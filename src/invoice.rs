use std::collections::HashMap;

use http::Method;
use reqwest::Url;
use serde::de::DeserializeOwned;

use crate::{Error, Requester, Result};

/// Page size used when a search request leaves `limit` at zero.
pub const DEFAULT_LIMIT: i64 = 30;

/// Helper structure to build invoice search requests.
#[derive(Debug, Default, Clone, PartialEq, Eq)]
pub struct SearchRequest {
    /// Maximum number of invoices returned. Zero means [`DEFAULT_LIMIT`].
    pub limit: i64,
    /// Index of the first invoice returned.
    pub offset: i64,
    /// Any other filter accepted by the search endpoint.
    pub filters: HashMap<String, String>,
}

impl SearchRequest {
    pub fn new(limit: i64, offset: i64) -> Self {
        Self {
            limit,
            offset,
            filters: HashMap::new(),
        }
    }

    /// Adds a filter, replacing any previous value under the same key.
    pub fn with_filter(mut self, key: impl Into<String>, value: impl Into<String>) -> Self {
        self.filters.insert(key.into(), value.into());
        self
    }

    /// Builds the query parameter map. Filter keys are lower-cased.
    ///
    /// A zero `limit` is written back as [`DEFAULT_LIMIT`], so the request
    /// reads the same afterwards as what was sent. Use [`SearchRequest::params`]
    /// to leave the request untouched.
    pub fn get_params(&mut self) -> HashMap<String, String> {
        if self.limit == 0 {
            self.limit = DEFAULT_LIMIT;
        }
        self.params()
    }

    /// Same map as [`SearchRequest::get_params`] without mutating `self`.
    pub fn params(&self) -> HashMap<String, String> {
        let mut params = HashMap::with_capacity(self.filters.len() + 2);
        for (key, value) in &self.filters {
            params.insert(key.to_lowercase(), value.clone());
        }

        let limit = if self.limit == 0 {
            DEFAULT_LIMIT
        } else {
            self.limit
        };
        params.insert("limit".to_owned(), limit.to_string());
        params.insert("offset".to_owned(), self.offset.to_string());

        params
    }

    /// Parameters from [`SearchRequest::get_params`], sorted by key.
    pub fn query_pairs(&mut self) -> Vec<(String, String)> {
        let mut pairs = self.get_params().into_iter().collect::<Vec<_>>();
        pairs.sort();
        pairs
    }
}

/// Invoice search endpoint reached through any [`Requester`].
#[derive(Debug, Clone)]
pub struct InvoiceApi<R> {
    requester: R,
    endpoint: Url,
}

impl<R: Requester> InvoiceApi<R> {
    /// `endpoint` is the full search URL, e.g. `https://api.example.com/v1/invoices`.
    pub fn new(requester: R, endpoint: Url) -> Self {
        Self {
            requester,
            endpoint,
        }
    }

    pub fn endpoint(&self) -> &Url {
        &self.endpoint
    }

    /// Runs a search and decodes the JSON body.
    ///
    /// `request.limit` is defaulted in place, see [`SearchRequest::get_params`].
    pub async fn search<T: DeserializeOwned>(&self, request: &mut SearchRequest) -> Result<T> {
        let mut url = self.endpoint.clone();
        url.query_pairs_mut().extend_pairs(request.query_pairs());

        tracing::debug!(%url, "searching invoices");

        let response = self
            .requester
            .execute(reqwest::Request::new(Method::GET, url))
            .await?
            .error_for_status()
            .map_err(Error::Status)?;

        response.json().await.map_err(Error::Decode)
    }
}
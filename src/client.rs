use std::{fmt, future::Future, time::Duration};

use http::HeaderMap;
use reqwest::{Request, Response};
use reqwest_middleware::{ClientBuilder, ClientWithMiddleware};
use reqwest_retry::RetryTransientMiddleware;

use crate::{
    Error, Result,
    options::{ClientOption, ClientOptions, RetryOptions, RetryableOption},
    policy::{BackoffFunc, BackoffPolicy, CheckRetryFunc, CheckRetryStrategy},
};

/// The minimum needed to execute HTTP requests.
pub trait Requester {
    fn execute(
        &self,
        request: Request,
    ) -> impl Future<Output = std::result::Result<Response, reqwest_middleware::Error>> + Send;
}

impl Requester for reqwest::Client {
    async fn execute(
        &self,
        request: Request,
    ) -> std::result::Result<Response, reqwest_middleware::Error> {
        Ok(reqwest::Client::execute(self, request).await?)
    }
}

impl Requester for ClientWithMiddleware {
    async fn execute(
        &self,
        request: Request,
    ) -> std::result::Result<Response, reqwest_middleware::Error> {
        ClientWithMiddleware::execute(self, request).await
    }
}

impl<R: Requester> Requester for &R {
    fn execute(
        &self,
        request: Request,
    ) -> impl Future<Output = std::result::Result<Response, reqwest_middleware::Error>> + Send {
        (**self).execute(request)
    }
}

/// HTTP client without retries, keeping TCP connections to destination servers.
#[derive(Clone, Debug)]
pub struct Client {
    inner: reqwest::Client,
    options: ClientOptions,
}

impl Client {
    fn build(options: ClientOptions) -> Result<Self> {
        let mut builder =
            reqwest::Client::builder().default_headers(options.default_headers.clone());
        if !options.timeout.is_zero() {
            builder = builder.timeout(options.timeout);
        }

        Ok(Self {
            inner: builder.build().map_err(Error::Build)?,
            options,
        })
    }

    /// Per-request timeout. Zero means none.
    pub fn timeout(&self) -> Duration {
        self.options.timeout
    }

    pub fn default_headers(&self) -> &HeaderMap {
        &self.options.default_headers
    }

    pub fn inner(&self) -> &reqwest::Client {
        &self.inner
    }
}

impl Requester for Client {
    async fn execute(
        &self,
        request: Request,
    ) -> std::result::Result<Response, reqwest_middleware::Error> {
        Ok(self.inner.execute(request).await?)
    }
}

/// HTTP client that retries requests according to its backoff strategy and
/// retry policy.
#[derive(Clone)]
pub struct RetryableClient {
    retry_max: u32,
    backoff_strategy: BackoffFunc,
    check_retry: CheckRetryFunc,
    client: Client,
    http: ClientWithMiddleware,
}

impl fmt::Debug for RetryableClient {
    fn fmt(&self, f: &mut fmt::Formatter<'_>) -> fmt::Result {
        f.debug_struct("RetryableClient")
            .field("retry_max", &self.retry_max)
            .field("backoff_strategy", &"<fn>")
            .field("check_retry", &"<fn>")
            .field("client", &self.client)
            .finish()
    }
}

impl RetryableClient {
    /// Maximum number of retries after the initial attempt.
    pub fn retry_max(&self) -> u32 {
        self.retry_max
    }

    pub fn backoff_strategy(&self) -> &BackoffFunc {
        &self.backoff_strategy
    }

    pub fn check_retry(&self) -> &CheckRetryFunc {
        &self.check_retry
    }

    /// The plain transport, without retries.
    pub fn client(&self) -> &Client {
        &self.client
    }

    /// The transport wrapped in the retry middleware.
    pub fn middleware(&self) -> &ClientWithMiddleware {
        &self.http
    }
}

impl Requester for RetryableClient {
    async fn execute(
        &self,
        request: Request,
    ) -> std::result::Result<Response, reqwest_middleware::Error> {
        self.http.execute(request).await
    }
}

/// Builds a [`Client`]. Options are applied in order over the defaults.
pub fn new(opts: impl IntoIterator<Item = ClientOption>) -> Result<Client> {
    let mut config = ClientOptions::default();
    for opt in opts {
        opt.apply(&mut config);
    }

    tracing::debug!(timeout = ?config.timeout, "building http client");

    Client::build(config)
}

/// Builds a [`RetryableClient`]. Plain [`ClientOption`]s can be passed
/// through `.into()`.
///
/// `retry_max` is the number of retries on top of the original request: `3`
/// means up to 4 requests in total, `0` behaves like [`new`].
pub fn new_retryable(
    retry_max: u32,
    opts: impl IntoIterator<Item = RetryableOption>,
) -> Result<RetryableClient> {
    let mut config = RetryOptions::default();
    for opt in opts {
        opt.apply(&mut config);
    }

    tracing::debug!(
        timeout = ?config.client.timeout,
        retry_max,
        "building retryable http client"
    );

    let client = Client::build(config.client)?;

    let policy = BackoffPolicy {
        retry_max,
        backoff: config.backoff_strategy.clone(),
    };
    let strategy = CheckRetryStrategy(config.check_retry.clone());

    let http = ClientBuilder::new(client.inner.clone())
        .with(RetryTransientMiddleware::new_with_policy_and_strategy(
            policy, strategy,
        ))
        .build();

    Ok(RetryableClient {
        retry_max,
        backoff_strategy: config.backoff_strategy,
        check_retry: config.check_retry,
        client,
        http,
    })
}
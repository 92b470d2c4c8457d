use anyhow::{Context, Result, bail};
use chrono::TimeDelta;
use clap::Parser;
use http::{
    HeaderMap, HeaderValue,
    header::{ACCEPT, AUTHORIZATION},
};
use invoice_client::{
    InvoiceApi, RetryableOption, SearchRequest, new_retryable, with_default_headers, with_timeout,
};
use reqwest::Url;
use serde_json::Value;
use tracing_subscriber::EnvFilter;

#[derive(Debug, Clone, Parser)]
struct Args {
    /// Invoice search endpoint, e.g. https://api.example.com/v1/invoices
    #[clap(env = "INVOICE_API_URL")]
    url: Url,

    #[clap(env = "INVOICE_API_TOKEN", hide_env_values = true)]
    token: String,

    /// Page size, 0 uses the API default of 30
    #[arg(short, long, default_value_t = 0)]
    limit: i64,

    #[arg(short, long, default_value_t = 0, allow_negative_numbers = true)]
    offset: i64,

    /// Extra search filter, repeatable
    #[arg(short, long = "filter", value_name = "KEY=VALUE", value_parser = parse_filter)]
    filters: Vec<(String, String)>,

    /// Retries on top of the first attempt
    #[arg(short, long, default_value_t = 3)]
    retries: u32,

    /// Per-request timeout, 0 disables it, negative keeps the default
    #[arg(short, long, default_value_t = 10, allow_negative_numbers = true)]
    timeout_secs: i64,
}

fn parse_filter(raw: &str) -> Result<(String, String)> {
    let Some((key, value)) = raw.split_once('=') else {
        bail!("expected KEY=VALUE, got `{raw}`");
    };

    if key.trim().is_empty() {
        bail!("filter key is empty in `{raw}`");
    }

    Ok((key.trim().to_string(), value.to_string()))
}

#[tokio::main]
pub async fn main() -> Result<()> {
    dotenvy::dotenv().ok();

    tracing_subscriber::fmt()
        .with_env_filter(
            EnvFilter::try_from_default_env().unwrap_or_else(|_| EnvFilter::new("info")),
        )
        .with_writer(std::io::stderr)
        .init();

    let args = Args::parse();

    let timeout = TimeDelta::try_seconds(args.timeout_secs).context("timeout out of range")?;

    let client = new_retryable(
        args.retries,
        [
            RetryableOption::from(with_timeout(timeout)),
            with_default_headers(api_headers(&args.token)?).into(),
        ],
    )
    .context("failed to build http client")?;

    let api = InvoiceApi::new(client, args.url.clone());

    let mut request = SearchRequest::new(args.limit, args.offset);
    request.filters.extend(args.filters);

    let invoices: Value = api
        .search(&mut request)
        .await
        .with_context(|| format!("failed to search invoices at {}", api.endpoint()))?;

    tracing::info!(
        limit = request.limit,
        offset = request.offset,
        "retrieved invoices"
    );

    println!("{}", serde_json::to_string_pretty(&invoices)?);

    Ok(())
}

fn api_headers(token: &str) -> Result<HeaderMap> {
    let mut headers = HeaderMap::new();

    let mut auth_value = HeaderValue::from_str(&format!("Bearer {}", token.trim()))
        .context("token is not a valid header value")?;
    auth_value.set_sensitive(true);

    headers.insert(AUTHORIZATION, auth_value);
    headers.insert(ACCEPT, HeaderValue::from_static("application/json"));

    Ok(headers)
}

## Required work
Please go through the data and copy each line containing the word "Send".

## Output of the exercise
    ) -> impl Future<Output = std::result::Result<Response, reqwest_middleware::Error>> + Send;
    ) -> impl Future<Output = std::result::Result<Response, reqwest_middleware::Error>> + Send {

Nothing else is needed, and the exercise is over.